Gachagua: Pawn or master of his own downfall in Kenya's power struggle?
Barrack Muluka
By
Barrack Muluka
| Oct 13, 2024
What is it about this man, Rigathi Gachagua, that the political class so passionately wants him out of the way? Pronouncements by the umpires of the National Assembly at two separate public events, two weeks ago, were the clearest indicators that Kenya’s Deputy President was a man under siege that would be difficult to survive.
Even before the impeachment motion was formally brought before the Assembly, Speaker Moses Wetang’ula, and his deputy, Gladys Boss Shollei, told Kenyans that Gachagua must go. Wetang’ula accused him of reckless bravado, while Shollei talked of gross disrespect for President William Ruto. Gachagua was, meanwhile, on the stumps, prosecuting the matter in the court of public opinion. He was frontally taking on his boss, with bare knuckles. Thrown into the mix was a section of politically deep-heeled MPs from Gachagua’s native Mt Kenya region.
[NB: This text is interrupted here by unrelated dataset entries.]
//! Theme registry
//!
//! A theme is a named bundle of font, color and size choices applied
//! uniformly to one report. The registry is fixed at startup and queried by
//! exact name; [`ThemeDescriptor`] resolves the per-block styles the
//! structuring engine attaches to every block.

use eventdok_ast::{Alignment, BlockStyle};
use serde::{Deserialize, Serialize};

use crate::error::{CoreError, Result};

/// Theme used when none is requested
pub const DEFAULT_THEME: &str = "Academic Blue";

/// Subsection headings use a fixed size independent of the theme
const SUBSECTION_SIZE_PT: u8 = 12;
const SUBTITLE_SIZE_PT: u8 = 12;
const CAPTION_SIZE_PT: u8 = 10;
const FOOTER_SIZE_PT: u8 = 9;
const FOOTER_COLOR: &str = "666666";

/// Font, color and size choices for one report
#[derive(Debug, Clone, PartialEq, Eq, Serialize, Deserialize)]
pub struct ThemeDescriptor {
    /// Font family used for every block
    pub font: String,
    /// Title and section heading color (RGB hex)
    pub heading_color: String,
    /// Subsection heading color (RGB hex)
    pub accent_color: String,
    pub title_size: u8,
    pub heading_size: u8,
    pub body_size: u8,
}

impl ThemeDescriptor {
    fn new(font: &str, heading_color: &str, accent_color: &str, sizes: (u8, u8, u8)) -> Self {
        Self {
            font: font.to_string(),
            heading_color: heading_color.to_string(),
            accent_color: accent_color.to_string(),
            title_size: sizes.0,
            heading_size: sizes.1,
            body_size: sizes.2,
        }
    }

    pub fn title_style(&self) -> BlockStyle {
        BlockStyle::new(&self.font, self.title_size)
            .with_style_id("ReportTitle")
            .with_color(&self.heading_color)
            .bold()
            .aligned(Alignment::Center)
            .with_spacing(8, 16)
    }

    pub fn subtitle_style(&self) -> BlockStyle {
        BlockStyle::new(&self.font, SUBTITLE_SIZE_PT)
            .italic()
            .aligned(Alignment::Center)
            .with_spacing(0, 12)
    }

    pub fn section_heading_style(&self) -> BlockStyle {
        BlockStyle::new(&self.font, self.heading_size)
            .with_style_id("SectionHeading")
            .with_color(&self.heading_color)
            .bold()
            .with_spacing(16, 8)
    }

    pub fn subsection_heading_style(&self) -> BlockStyle {
        BlockStyle::new(&self.font, SUBSECTION_SIZE_PT)
            .with_style_id("SubsectionHeading")
            .with_color(&self.accent_color)
            .bold()
            .with_spacing(8, 4)
    }

    pub fn body_style(&self) -> BlockStyle {
        BlockStyle::new(&self.font, self.body_size)
            .with_style_id("BodyTextCustom")
            .with_spacing(0, 8)
            .with_line_spacing(1.2)
    }

    /// Italic body text under its own style id
    pub fn quote_style(&self) -> BlockStyle {
        self.body_style().with_style_id("QuoteText").italic()
    }

    pub fn bullet_style(&self) -> BlockStyle {
        BlockStyle::new(&self.font, self.body_size).with_style_id("ListBullet")
    }

    /// Paragraph holding an embedded picture
    pub fn picture_style(&self) -> BlockStyle {
        BlockStyle::new(&self.font, self.body_size).aligned(Alignment::Center)
    }

    pub fn caption_style(&self) -> BlockStyle {
        BlockStyle::new(&self.font, CAPTION_SIZE_PT)
            .italic()
            .aligned(Alignment::Center)
            .with_spacing(0, 8)
    }

    pub fn footer_style(&self) -> BlockStyle {
        BlockStyle::new(&self.font, FOOTER_SIZE_PT)
            .with_color(FOOTER_COLOR)
            .italic()
            .aligned(Alignment::Right)
            .with_spacing(12, 0)
    }
}

/// Fixed mapping from theme name to descriptor
#[derive(Debug, Clone)]
pub struct ThemeRegistry {
    /// Themes in registration order
    themes: Vec<(String, ThemeDescriptor)>,
}

impl Default for ThemeRegistry {
    fn default() -> Self {
        Self::builtin()
    }
}

impl ThemeRegistry {
    /// The built-in themes
    pub fn builtin() -> Self {
        let themes = vec![
            (
                "Academic Blue",
                ThemeDescriptor::new("Calibri", "1F4E79", "2E75B6", (16, 14, 11)),
            ),
            (
                "Professional Black",
                ThemeDescriptor::new("Arial", "2F2F2F", "4F4F4F", (16, 14, 11)),
            ),
            (
                "Elegant Navy",
                ThemeDescriptor::new("Times New Roman", "1C2951", "34558B", (16, 14, 12)),
            ),
            (
                "Modern Corporate",
                ThemeDescriptor::new("Segoe UI", "0066CC", "4488DD", (17, 14, 11)),
            ),
        ];

        Self {
            themes: themes
                .into_iter()
                .map(|(name, theme)| (name.to_string(), theme))
                .collect(),
        }
    }

    /// Look a theme up by exact name
    pub fn get(&self, name: &str) -> Result<&ThemeDescriptor> {
        self.themes
            .iter()
            .find(|(n, _)| n == name)
            .map(|(_, theme)| theme)
            .ok_or_else(|| CoreError::UnknownTheme(name.to_string()))
    }

    /// Registered theme names, in registration order
    pub fn names(&self) -> Vec<&str> {
        self.themes.iter().map(|(n, _)| n.as_str()).collect()
    }
}

#[cfg(test)]
mod tests {
    use super::*;

    #[test]
    fn test_builtin_names() {
        let registry = ThemeRegistry::builtin();
        assert_eq!(
            registry.names(),
            vec![
                "Academic Blue",
                "Professional Black",
                "Elegant Navy",
                "Modern Corporate"
            ]
        );
        assert!(registry.get(DEFAULT_THEME).is_ok());
    }

    #[test]
    fn test_lookup_is_exact() {
        let registry = ThemeRegistry::builtin();
        let navy = registry.get("Elegant Navy").unwrap();
        assert_eq!(navy.font, "Times New Roman");
        assert_eq!(navy.body_size, 12);

        assert!(matches!(
            registry.get("elegant navy"),
            Err(CoreError::UnknownTheme(name)) if name == "elegant navy"
        ));
    }

    #[test]
    fn test_heading_styles_use_theme_colors() {
        let registry = ThemeRegistry::builtin();
        let blue = registry.get("Academic Blue").unwrap();

        let section = blue.section_heading_style();
        assert_eq!(section.color.as_deref(), Some("1F4E79"));
        assert_eq!(section.size_pt, 14);
        assert!(section.bold);

        let sub = blue.subsection_heading_style();
        assert_eq!(sub.color.as_deref(), Some("2E75B6"));
        assert_eq!(sub.size_pt, 12);
    }

    #[test]
    fn test_quote_is_italic_body() {
        let registry = ThemeRegistry::builtin();
        let corporate = registry.get("Modern Corporate").unwrap();
        let quote = corporate.quote_style();
        assert!(quote.italic);
        assert_eq!(quote.style_id.as_deref(), Some("QuoteText"));
        assert_eq!(quote.font, "Segoe UI");
        assert_eq!(quote.size_pt, corporate.body_size);
    }

    #[test]
    fn test_footer_style() {
        let registry = ThemeRegistry::builtin();
        let footer = registry.get("Professional Black").unwrap().footer_style();
        assert_eq!(footer.alignment, Alignment::Right);
        assert_eq!(footer.color.as_deref(), Some("666666"));
        assert_eq!(footer.size_pt, 9);
    }
}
What initially looked like a fight for supremacy in Mt Kenya spilt over to the rest of the country. Political gadflies began baying for Gachagua’s blood from all the four corners of the republic. And on Tuesday, October 8, an unprecedented 281 MPs overwhelmingly voted for impeachment. In another move, with the smell of disaster for the DP, Senate Speaker, Amason Kingi, has barred Senators from leaving the country while the matter is before the Senate. The Senate is the next arbitrator, beginning this Tuesday, with the vote expected on Thursday.
In essence, the Senate Speaker is, curiously, whipping the Senators. Ordinarily, he would remain in the referee’s regular equidistant space. He would let the normal ebb and flow of Senate business take its course. Matters of quorum would rest with the two whips in the House.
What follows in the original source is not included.